### [What needs to be done]
Look for the word "press" in the material below. Copy each line that has it.

### [Information shown]
◇ ◇ ◇ ◇

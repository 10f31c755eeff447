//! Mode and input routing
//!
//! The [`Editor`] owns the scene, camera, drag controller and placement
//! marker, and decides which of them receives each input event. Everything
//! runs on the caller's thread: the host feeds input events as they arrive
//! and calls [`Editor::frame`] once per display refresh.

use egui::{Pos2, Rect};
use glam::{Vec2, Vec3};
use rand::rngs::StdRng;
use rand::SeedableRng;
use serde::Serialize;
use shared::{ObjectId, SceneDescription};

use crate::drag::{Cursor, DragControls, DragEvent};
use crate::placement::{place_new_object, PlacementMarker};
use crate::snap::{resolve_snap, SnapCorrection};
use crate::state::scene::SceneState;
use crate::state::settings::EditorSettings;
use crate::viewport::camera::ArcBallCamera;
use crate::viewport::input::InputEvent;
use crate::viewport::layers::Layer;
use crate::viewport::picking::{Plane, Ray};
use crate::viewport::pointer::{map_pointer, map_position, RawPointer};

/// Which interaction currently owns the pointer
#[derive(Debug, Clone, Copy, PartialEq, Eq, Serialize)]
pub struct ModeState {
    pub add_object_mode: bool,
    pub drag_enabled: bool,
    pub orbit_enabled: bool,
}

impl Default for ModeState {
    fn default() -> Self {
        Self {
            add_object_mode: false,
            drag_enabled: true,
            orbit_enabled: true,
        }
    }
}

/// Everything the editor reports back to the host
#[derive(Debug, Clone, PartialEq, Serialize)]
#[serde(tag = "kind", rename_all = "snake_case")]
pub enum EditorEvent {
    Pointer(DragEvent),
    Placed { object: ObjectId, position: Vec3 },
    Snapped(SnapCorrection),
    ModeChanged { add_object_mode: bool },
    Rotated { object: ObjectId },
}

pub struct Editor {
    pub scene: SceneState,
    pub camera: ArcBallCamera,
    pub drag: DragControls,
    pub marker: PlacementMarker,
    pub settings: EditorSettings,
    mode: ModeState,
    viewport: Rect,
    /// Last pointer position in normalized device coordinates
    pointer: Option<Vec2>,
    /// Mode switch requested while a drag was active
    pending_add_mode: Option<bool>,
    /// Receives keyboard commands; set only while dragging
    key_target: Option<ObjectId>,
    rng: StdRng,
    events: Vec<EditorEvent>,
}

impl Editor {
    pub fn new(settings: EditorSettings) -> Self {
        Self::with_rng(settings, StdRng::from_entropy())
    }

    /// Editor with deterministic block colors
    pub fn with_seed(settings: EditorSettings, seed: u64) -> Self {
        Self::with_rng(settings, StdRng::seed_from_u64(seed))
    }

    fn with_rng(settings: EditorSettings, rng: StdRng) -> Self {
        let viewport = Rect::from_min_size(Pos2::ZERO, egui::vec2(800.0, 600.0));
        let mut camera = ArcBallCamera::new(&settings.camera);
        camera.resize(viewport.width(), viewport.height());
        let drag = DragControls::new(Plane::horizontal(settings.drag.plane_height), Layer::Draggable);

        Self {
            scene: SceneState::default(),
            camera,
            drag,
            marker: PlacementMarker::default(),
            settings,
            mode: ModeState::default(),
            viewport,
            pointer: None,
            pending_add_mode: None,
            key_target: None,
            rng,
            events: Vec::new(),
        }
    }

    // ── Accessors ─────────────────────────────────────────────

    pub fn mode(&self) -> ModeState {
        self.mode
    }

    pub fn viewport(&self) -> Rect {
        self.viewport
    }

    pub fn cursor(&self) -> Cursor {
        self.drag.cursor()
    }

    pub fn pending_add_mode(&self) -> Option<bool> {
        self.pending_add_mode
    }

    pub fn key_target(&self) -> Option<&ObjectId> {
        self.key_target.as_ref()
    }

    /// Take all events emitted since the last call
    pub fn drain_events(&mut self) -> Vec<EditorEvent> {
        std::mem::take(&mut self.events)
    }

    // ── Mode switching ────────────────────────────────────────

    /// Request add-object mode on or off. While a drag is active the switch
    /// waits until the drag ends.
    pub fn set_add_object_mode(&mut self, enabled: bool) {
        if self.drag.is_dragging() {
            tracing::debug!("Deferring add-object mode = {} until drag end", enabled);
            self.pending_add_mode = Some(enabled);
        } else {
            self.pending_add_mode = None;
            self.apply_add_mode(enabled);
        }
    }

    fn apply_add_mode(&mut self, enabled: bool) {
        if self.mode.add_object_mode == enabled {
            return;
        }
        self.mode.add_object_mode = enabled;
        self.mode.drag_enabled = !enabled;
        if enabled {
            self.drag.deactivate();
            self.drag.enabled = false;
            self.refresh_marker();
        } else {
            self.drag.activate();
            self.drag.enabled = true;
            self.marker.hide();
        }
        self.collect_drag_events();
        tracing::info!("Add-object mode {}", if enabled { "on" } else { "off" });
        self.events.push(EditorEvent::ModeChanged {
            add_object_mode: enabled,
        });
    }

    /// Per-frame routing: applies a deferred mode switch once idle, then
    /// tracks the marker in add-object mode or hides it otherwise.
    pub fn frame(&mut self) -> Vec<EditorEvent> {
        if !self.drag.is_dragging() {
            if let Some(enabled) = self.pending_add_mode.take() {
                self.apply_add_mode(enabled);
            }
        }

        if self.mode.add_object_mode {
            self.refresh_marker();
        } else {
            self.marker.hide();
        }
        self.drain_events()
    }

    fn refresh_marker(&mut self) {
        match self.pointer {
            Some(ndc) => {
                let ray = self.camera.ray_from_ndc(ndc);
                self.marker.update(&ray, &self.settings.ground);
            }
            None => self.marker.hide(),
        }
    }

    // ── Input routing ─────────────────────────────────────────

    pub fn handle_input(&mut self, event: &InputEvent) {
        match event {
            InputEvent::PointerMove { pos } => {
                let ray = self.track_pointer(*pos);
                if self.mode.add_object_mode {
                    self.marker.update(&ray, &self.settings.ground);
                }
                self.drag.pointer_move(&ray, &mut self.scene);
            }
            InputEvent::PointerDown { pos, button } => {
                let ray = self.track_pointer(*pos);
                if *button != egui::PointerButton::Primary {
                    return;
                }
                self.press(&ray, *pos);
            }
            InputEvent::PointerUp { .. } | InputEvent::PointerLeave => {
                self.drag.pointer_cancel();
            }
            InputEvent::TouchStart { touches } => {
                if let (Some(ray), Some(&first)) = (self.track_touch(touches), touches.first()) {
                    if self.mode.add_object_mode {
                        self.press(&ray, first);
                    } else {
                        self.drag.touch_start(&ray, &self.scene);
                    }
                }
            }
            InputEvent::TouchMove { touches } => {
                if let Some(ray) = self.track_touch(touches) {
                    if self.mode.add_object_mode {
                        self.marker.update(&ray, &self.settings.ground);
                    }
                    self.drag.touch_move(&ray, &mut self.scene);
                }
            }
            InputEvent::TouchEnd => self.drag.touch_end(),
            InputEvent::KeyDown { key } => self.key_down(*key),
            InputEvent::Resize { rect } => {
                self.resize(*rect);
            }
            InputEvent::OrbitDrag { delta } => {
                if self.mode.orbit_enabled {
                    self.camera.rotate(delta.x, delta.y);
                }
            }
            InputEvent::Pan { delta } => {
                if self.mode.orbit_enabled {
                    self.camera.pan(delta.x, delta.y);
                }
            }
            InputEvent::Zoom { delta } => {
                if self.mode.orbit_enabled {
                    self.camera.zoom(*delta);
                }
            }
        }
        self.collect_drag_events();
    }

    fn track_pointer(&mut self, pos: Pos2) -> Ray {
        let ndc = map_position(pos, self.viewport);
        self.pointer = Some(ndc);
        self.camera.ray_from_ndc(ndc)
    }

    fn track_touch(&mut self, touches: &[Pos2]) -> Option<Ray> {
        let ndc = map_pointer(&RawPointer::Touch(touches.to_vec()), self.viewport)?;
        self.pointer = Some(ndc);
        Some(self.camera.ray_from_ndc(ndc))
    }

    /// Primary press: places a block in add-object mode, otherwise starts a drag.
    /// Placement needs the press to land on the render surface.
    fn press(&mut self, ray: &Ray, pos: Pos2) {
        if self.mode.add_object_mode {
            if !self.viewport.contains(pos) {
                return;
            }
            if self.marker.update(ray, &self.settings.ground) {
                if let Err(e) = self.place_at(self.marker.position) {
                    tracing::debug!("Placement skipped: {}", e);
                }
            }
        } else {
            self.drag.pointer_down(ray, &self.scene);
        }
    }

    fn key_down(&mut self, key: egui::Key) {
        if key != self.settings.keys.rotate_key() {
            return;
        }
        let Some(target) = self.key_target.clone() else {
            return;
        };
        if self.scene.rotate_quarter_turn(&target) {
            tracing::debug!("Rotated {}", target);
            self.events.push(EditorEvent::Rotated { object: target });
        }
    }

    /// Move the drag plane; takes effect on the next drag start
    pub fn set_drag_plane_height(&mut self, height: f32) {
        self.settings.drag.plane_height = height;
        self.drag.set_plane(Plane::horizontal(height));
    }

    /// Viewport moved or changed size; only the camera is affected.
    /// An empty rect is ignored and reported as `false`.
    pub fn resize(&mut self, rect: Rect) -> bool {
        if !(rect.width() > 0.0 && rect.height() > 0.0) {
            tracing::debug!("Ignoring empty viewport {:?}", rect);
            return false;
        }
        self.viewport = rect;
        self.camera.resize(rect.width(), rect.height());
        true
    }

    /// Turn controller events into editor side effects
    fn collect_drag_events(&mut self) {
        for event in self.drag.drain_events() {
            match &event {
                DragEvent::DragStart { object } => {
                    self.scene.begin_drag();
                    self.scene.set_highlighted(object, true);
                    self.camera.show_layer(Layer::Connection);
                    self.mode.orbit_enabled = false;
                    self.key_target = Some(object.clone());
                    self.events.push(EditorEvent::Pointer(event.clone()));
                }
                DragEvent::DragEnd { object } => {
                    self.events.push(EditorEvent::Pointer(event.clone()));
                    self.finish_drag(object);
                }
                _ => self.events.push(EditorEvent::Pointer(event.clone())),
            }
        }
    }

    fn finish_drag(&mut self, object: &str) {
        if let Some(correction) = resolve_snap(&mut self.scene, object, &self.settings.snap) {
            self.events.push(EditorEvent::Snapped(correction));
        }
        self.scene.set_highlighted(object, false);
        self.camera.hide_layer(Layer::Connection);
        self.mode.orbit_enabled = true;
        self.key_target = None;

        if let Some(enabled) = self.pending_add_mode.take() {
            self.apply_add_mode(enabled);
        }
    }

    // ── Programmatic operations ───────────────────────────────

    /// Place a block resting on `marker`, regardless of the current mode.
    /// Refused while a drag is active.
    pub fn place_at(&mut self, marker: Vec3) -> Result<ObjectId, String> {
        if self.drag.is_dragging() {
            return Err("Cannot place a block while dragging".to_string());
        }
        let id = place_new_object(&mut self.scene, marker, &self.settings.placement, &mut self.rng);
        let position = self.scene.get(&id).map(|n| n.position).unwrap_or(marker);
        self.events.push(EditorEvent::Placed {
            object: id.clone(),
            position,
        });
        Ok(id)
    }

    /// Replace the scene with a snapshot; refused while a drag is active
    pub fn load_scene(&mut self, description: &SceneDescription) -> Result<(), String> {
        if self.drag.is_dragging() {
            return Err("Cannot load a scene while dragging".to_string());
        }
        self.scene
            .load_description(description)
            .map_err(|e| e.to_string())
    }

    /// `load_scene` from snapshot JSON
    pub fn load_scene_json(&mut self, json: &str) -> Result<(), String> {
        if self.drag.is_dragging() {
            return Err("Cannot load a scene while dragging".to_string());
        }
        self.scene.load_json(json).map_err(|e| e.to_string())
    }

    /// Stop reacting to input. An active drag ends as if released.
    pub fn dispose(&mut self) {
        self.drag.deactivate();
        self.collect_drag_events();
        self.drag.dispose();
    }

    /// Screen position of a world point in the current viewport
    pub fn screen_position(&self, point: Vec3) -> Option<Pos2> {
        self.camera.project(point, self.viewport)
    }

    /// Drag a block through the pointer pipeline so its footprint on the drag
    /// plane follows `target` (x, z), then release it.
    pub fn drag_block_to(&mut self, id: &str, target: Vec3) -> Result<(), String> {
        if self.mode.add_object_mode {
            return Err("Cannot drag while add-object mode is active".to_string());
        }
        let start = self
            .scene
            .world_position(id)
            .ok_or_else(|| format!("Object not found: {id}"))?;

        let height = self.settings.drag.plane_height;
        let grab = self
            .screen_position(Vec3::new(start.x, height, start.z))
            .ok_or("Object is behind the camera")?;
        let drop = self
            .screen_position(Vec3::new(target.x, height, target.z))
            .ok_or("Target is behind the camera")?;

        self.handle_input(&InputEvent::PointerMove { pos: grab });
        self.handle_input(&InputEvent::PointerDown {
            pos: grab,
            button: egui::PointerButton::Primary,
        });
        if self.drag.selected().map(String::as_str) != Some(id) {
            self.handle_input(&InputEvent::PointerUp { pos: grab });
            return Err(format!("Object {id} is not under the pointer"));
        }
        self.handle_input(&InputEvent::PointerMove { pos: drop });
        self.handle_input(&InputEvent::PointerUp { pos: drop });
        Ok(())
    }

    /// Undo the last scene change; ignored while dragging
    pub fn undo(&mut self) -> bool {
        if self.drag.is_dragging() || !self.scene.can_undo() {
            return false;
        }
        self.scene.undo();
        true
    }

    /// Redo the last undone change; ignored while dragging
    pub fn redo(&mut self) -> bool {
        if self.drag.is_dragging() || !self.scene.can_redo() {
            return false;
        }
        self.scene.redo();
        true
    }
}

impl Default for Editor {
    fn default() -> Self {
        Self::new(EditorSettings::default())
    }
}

◇ ◇ ◇ ◇

### [Response for this exercise]
                self.press(&ray, *pos);
                        self.press(&ray, first);
    /// Primary press: places a block in add-object mode, otherwise starts a drag.
    /// Placement needs the press to land on the render surface.
    fn press(&mut self, ray: &Ray, pos: Pos2) {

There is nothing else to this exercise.